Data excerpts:
--- START ---

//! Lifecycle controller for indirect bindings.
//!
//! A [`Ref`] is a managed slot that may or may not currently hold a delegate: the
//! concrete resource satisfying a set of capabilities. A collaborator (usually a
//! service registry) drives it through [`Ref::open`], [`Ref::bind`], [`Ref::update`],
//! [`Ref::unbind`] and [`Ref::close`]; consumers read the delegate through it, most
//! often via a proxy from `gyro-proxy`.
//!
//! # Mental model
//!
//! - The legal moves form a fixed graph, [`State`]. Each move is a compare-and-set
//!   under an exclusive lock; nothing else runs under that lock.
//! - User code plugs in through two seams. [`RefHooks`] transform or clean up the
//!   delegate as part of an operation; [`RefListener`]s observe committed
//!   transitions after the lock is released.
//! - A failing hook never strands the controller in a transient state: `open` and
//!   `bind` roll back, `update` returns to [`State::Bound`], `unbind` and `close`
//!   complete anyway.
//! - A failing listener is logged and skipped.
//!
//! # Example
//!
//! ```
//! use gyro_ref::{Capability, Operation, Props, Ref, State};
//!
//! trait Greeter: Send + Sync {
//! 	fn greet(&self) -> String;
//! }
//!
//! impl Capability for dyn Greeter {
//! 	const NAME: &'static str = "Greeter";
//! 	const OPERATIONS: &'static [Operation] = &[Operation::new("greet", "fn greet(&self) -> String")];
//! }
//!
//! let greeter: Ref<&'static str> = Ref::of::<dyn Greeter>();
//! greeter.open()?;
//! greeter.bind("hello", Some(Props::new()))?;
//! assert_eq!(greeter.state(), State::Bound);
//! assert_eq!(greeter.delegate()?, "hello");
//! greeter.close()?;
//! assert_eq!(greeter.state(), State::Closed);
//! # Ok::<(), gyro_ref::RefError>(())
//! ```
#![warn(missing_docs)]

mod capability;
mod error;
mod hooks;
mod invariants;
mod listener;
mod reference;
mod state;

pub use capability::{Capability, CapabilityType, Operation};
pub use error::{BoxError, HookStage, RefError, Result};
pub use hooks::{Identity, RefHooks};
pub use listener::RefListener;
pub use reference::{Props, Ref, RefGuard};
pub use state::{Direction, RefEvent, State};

--- END ---
--- START ---

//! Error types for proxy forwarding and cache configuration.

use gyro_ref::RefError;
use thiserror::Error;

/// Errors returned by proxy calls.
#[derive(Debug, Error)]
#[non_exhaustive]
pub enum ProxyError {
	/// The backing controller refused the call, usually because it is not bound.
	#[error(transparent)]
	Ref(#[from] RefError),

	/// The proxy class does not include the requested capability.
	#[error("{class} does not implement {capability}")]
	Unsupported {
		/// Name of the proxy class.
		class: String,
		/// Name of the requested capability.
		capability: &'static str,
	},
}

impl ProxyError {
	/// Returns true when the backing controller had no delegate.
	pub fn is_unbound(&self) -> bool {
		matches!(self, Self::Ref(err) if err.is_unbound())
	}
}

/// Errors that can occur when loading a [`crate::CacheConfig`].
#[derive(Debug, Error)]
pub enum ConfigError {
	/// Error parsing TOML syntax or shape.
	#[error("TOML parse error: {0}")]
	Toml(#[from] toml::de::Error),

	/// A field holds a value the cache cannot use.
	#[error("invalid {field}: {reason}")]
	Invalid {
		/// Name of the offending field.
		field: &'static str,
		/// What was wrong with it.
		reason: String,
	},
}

--- END ---

Required work:
From the entries above, return each line with the word "RefError" in it.

Answer:
//! # Ok::<(), gyro_ref::RefError>(())
pub use error::{BoxError, HookStage, RefError, Result};
use gyro_ref::RefError;
	Ref(#[from] RefError),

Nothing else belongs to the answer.